(SUPPLIED MATERIAL begins)

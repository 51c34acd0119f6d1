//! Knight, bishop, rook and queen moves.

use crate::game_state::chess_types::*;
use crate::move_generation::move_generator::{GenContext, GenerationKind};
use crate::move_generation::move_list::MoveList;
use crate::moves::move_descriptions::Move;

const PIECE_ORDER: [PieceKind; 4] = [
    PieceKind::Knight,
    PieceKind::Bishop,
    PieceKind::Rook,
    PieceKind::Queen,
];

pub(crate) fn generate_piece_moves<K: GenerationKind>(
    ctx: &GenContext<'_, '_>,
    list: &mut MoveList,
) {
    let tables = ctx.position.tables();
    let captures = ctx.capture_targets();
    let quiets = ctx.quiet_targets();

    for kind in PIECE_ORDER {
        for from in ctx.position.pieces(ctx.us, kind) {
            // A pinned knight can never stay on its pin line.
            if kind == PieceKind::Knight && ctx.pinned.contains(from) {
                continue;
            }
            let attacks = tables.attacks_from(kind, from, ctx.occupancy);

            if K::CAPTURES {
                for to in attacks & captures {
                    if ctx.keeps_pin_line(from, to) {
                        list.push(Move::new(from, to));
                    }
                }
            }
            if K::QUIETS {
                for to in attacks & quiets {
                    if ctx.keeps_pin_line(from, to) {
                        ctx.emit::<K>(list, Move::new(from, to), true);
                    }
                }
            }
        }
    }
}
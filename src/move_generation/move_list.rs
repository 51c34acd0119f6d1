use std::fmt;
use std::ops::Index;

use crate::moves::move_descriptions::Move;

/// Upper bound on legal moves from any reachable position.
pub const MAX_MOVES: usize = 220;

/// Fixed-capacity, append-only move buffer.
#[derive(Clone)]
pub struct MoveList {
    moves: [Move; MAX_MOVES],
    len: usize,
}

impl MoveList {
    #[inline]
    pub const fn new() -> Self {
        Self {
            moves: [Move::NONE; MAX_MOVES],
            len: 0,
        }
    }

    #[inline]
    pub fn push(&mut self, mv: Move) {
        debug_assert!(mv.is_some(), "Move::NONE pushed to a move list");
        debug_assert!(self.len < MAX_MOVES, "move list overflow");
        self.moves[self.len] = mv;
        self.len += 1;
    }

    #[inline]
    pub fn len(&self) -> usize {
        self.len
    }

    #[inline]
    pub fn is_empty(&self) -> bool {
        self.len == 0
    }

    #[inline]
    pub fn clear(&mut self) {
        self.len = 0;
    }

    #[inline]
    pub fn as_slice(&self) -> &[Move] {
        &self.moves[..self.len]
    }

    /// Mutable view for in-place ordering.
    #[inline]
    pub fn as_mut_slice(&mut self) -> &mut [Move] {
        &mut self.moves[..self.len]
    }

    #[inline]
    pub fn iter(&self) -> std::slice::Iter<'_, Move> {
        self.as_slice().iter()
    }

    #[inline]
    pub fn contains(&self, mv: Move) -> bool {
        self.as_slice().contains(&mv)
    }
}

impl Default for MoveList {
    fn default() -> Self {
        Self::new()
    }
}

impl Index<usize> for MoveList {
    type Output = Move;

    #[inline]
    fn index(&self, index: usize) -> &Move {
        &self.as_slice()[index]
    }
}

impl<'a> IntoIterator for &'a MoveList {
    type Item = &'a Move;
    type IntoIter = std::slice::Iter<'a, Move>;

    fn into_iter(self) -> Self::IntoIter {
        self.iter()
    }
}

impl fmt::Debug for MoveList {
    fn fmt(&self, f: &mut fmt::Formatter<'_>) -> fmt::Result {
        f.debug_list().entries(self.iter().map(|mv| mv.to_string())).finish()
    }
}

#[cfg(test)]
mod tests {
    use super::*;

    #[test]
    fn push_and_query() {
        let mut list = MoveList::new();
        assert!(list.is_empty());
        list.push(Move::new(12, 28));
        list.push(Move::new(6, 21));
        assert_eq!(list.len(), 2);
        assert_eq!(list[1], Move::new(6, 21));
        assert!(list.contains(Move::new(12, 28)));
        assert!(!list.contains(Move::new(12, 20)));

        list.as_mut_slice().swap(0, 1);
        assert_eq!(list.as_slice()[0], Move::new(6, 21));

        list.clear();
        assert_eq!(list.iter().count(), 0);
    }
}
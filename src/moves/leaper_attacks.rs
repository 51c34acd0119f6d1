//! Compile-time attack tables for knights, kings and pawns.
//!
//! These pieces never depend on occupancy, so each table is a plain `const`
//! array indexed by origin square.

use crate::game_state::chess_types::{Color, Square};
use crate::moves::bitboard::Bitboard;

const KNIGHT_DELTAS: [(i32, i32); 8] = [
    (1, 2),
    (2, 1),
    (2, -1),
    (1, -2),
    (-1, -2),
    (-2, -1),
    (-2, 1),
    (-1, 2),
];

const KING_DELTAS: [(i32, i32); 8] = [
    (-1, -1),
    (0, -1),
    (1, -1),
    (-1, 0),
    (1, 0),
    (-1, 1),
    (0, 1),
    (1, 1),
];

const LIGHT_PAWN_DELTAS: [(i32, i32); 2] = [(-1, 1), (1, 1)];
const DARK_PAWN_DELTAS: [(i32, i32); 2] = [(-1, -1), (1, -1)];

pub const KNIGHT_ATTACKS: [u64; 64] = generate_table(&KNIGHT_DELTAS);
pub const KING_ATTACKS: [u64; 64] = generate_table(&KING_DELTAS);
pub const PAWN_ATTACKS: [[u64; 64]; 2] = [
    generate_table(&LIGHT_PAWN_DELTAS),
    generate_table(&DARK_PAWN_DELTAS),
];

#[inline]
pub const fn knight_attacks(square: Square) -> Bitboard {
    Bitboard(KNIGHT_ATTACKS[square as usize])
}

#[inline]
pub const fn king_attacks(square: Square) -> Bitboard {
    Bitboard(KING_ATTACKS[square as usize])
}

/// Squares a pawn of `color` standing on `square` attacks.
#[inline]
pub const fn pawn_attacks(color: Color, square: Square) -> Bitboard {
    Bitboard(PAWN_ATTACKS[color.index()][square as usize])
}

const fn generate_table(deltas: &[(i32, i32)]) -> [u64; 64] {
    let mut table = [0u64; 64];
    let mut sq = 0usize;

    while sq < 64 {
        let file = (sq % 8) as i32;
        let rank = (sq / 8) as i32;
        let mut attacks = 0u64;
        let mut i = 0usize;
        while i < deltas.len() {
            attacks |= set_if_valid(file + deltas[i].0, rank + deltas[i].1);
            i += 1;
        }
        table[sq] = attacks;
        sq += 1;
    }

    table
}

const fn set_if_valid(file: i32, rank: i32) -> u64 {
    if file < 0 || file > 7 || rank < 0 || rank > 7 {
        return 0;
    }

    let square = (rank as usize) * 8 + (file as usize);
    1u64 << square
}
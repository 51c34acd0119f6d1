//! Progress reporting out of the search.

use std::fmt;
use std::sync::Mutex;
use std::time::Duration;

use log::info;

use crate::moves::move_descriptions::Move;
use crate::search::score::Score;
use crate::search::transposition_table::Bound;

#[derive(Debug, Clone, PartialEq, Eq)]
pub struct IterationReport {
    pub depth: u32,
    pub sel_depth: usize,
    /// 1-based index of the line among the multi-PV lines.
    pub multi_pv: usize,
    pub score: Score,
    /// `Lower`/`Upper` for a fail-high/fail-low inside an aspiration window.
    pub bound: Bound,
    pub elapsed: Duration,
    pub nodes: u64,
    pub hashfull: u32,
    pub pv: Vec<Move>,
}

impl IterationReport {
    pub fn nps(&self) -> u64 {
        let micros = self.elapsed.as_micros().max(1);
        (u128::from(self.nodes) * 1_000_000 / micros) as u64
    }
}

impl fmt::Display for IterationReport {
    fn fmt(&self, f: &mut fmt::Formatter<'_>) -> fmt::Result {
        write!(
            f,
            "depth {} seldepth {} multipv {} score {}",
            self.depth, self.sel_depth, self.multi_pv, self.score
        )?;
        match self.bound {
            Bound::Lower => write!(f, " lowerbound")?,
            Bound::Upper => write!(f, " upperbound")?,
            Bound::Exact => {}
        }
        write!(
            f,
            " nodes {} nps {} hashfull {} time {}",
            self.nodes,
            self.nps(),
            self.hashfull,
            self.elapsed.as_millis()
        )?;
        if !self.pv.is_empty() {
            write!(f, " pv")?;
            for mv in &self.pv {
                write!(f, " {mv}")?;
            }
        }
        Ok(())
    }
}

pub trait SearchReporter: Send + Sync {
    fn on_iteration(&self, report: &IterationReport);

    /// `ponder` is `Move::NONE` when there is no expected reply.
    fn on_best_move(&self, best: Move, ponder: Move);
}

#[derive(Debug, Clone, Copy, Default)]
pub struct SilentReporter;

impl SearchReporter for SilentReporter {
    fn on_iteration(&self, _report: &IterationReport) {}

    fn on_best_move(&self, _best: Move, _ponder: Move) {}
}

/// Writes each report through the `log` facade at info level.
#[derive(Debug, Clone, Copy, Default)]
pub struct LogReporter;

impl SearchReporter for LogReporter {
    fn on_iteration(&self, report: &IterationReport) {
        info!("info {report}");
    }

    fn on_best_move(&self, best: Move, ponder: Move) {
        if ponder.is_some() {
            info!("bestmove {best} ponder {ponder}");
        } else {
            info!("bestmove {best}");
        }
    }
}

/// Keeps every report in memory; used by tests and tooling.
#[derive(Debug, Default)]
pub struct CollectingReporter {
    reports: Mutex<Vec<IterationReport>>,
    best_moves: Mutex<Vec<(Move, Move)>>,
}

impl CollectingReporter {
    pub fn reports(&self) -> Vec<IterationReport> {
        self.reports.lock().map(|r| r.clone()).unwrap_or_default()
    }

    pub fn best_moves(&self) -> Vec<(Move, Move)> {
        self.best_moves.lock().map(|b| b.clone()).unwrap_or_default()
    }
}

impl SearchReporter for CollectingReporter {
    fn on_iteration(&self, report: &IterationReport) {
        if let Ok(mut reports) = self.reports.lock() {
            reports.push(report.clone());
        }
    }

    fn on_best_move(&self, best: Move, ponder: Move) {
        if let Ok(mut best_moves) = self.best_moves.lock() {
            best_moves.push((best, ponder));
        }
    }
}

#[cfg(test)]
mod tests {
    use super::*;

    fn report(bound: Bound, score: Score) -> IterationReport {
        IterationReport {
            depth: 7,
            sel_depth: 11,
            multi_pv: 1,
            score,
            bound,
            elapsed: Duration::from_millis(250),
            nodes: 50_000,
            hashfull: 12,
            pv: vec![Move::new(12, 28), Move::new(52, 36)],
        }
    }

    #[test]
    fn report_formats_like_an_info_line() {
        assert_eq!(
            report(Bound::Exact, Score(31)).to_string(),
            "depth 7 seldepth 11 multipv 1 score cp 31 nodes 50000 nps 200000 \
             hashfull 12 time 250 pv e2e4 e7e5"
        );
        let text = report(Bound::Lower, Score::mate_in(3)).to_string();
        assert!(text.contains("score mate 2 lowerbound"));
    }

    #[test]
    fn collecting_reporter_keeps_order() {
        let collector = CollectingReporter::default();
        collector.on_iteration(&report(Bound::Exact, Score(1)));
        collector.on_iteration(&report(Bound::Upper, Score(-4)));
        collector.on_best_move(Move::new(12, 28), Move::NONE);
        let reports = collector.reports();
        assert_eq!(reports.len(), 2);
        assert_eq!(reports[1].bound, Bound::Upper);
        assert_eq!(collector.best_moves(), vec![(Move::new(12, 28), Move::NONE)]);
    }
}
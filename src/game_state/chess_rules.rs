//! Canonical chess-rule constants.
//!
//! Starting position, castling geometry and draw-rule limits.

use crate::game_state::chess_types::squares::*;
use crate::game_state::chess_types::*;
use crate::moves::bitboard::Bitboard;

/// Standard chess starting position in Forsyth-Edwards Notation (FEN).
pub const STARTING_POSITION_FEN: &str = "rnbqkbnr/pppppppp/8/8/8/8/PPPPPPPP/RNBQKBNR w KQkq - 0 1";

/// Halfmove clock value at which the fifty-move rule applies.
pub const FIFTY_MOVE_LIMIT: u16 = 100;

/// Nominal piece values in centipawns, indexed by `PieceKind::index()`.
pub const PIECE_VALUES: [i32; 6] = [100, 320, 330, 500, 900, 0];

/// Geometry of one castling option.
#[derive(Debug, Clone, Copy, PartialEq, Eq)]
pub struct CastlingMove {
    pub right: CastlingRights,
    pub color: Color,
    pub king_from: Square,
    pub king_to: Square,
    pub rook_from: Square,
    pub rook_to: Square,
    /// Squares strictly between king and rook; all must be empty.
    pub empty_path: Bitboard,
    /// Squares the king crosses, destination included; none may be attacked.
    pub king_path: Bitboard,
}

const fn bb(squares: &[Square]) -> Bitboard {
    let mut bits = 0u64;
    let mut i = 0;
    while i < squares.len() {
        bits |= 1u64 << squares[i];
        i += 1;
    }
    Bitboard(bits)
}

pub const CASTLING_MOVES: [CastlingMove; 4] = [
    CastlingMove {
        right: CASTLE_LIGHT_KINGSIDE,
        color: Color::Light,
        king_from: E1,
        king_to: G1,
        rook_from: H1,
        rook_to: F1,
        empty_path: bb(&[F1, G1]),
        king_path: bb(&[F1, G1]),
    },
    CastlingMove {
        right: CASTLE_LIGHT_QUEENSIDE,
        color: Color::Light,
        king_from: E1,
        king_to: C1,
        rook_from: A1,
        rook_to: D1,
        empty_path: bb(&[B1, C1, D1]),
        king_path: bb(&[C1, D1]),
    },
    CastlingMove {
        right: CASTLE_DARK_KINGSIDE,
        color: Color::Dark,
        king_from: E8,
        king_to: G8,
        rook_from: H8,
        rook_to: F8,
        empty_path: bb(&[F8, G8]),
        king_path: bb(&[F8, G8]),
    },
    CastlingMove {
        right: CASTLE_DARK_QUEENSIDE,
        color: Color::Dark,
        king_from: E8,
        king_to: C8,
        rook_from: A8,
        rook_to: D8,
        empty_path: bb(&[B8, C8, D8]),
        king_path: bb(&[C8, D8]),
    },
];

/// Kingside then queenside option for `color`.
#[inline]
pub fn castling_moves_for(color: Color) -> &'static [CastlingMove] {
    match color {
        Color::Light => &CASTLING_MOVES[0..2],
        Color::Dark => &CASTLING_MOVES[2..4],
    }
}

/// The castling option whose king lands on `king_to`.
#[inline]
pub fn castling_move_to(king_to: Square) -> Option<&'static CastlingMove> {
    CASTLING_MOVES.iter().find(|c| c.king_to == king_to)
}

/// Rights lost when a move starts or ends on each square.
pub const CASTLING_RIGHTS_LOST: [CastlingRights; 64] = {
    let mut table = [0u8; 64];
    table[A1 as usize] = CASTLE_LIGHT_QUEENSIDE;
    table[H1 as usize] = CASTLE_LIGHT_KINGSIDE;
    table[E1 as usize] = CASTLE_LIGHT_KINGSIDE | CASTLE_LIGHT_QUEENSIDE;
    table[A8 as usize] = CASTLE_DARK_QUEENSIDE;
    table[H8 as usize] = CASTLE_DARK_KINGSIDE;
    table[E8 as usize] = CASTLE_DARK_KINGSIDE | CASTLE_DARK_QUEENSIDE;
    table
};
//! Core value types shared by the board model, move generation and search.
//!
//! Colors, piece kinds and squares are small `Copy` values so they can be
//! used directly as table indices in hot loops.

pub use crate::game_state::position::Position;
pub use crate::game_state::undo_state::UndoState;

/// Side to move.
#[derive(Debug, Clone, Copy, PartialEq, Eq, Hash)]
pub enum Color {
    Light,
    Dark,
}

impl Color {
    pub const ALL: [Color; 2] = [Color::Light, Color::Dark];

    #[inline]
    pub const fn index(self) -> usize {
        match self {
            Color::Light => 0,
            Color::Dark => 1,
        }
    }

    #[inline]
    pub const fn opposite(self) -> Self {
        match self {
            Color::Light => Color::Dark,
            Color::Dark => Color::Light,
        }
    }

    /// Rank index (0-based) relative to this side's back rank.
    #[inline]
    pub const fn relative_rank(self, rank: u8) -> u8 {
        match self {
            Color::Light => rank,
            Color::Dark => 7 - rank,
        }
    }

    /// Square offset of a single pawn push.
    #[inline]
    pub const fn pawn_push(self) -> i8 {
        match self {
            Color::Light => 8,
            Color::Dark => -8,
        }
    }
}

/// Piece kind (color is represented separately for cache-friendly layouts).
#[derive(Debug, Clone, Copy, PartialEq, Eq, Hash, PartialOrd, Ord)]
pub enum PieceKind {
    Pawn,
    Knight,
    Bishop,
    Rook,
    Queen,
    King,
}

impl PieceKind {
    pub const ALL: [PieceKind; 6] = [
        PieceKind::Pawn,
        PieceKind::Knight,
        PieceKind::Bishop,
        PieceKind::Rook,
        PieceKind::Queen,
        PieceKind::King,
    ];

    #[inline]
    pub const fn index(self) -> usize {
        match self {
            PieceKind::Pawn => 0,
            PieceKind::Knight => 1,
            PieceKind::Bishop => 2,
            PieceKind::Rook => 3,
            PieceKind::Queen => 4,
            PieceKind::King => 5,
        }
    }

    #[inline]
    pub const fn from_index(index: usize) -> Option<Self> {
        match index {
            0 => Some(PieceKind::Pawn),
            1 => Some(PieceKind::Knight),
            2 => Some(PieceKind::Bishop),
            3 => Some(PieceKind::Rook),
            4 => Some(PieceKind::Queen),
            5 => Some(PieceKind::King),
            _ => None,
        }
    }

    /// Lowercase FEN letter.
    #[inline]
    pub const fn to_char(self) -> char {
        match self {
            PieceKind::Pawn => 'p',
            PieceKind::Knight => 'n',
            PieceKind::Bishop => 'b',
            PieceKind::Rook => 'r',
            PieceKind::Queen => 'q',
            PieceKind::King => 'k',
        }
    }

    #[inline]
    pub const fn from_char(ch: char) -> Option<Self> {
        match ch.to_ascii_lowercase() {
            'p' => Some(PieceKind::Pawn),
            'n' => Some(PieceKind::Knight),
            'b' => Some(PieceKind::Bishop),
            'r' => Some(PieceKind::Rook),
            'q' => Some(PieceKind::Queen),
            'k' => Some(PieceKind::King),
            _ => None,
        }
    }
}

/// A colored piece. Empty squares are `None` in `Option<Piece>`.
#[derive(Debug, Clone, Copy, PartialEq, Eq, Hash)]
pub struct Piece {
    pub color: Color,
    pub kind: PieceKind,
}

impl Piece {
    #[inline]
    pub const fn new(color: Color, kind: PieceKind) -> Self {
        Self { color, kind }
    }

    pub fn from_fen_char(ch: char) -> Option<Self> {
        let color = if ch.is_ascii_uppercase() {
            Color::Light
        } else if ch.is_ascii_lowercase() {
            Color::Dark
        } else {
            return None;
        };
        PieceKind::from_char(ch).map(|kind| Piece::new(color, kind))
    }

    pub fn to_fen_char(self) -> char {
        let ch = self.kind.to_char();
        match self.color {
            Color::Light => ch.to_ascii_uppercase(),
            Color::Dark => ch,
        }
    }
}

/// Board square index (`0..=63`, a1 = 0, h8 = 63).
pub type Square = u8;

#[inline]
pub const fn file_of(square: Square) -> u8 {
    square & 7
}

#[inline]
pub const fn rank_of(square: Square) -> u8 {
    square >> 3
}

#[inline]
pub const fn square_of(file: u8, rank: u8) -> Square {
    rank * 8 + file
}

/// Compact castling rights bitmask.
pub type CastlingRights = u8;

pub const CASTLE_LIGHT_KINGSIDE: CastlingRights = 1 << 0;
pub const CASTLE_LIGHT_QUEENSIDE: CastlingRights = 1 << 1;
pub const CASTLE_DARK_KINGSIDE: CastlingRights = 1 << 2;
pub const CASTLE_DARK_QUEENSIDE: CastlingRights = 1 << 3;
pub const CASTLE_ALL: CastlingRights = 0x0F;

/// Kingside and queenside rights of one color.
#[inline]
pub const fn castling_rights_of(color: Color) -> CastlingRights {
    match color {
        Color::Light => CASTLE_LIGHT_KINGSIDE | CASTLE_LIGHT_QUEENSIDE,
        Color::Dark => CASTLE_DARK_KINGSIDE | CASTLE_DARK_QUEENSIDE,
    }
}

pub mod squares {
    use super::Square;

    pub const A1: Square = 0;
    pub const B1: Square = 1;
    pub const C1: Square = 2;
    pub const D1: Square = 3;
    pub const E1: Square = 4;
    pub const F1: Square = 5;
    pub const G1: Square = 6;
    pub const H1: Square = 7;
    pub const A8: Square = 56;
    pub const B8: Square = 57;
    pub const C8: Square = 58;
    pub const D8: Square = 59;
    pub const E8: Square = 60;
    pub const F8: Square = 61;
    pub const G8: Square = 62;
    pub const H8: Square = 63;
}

(SUPPLIED MATERIAL ends)

__DESCRIPTION OF THE TASK__
Scan the data above and copy each line containing the word "occupancy".

__RESPONSE BELOW__
            let attacks = tables.attacks_from(kind, from, ctx.occupancy);
//! These pieces never depend on occupancy, so each table is a plain `const`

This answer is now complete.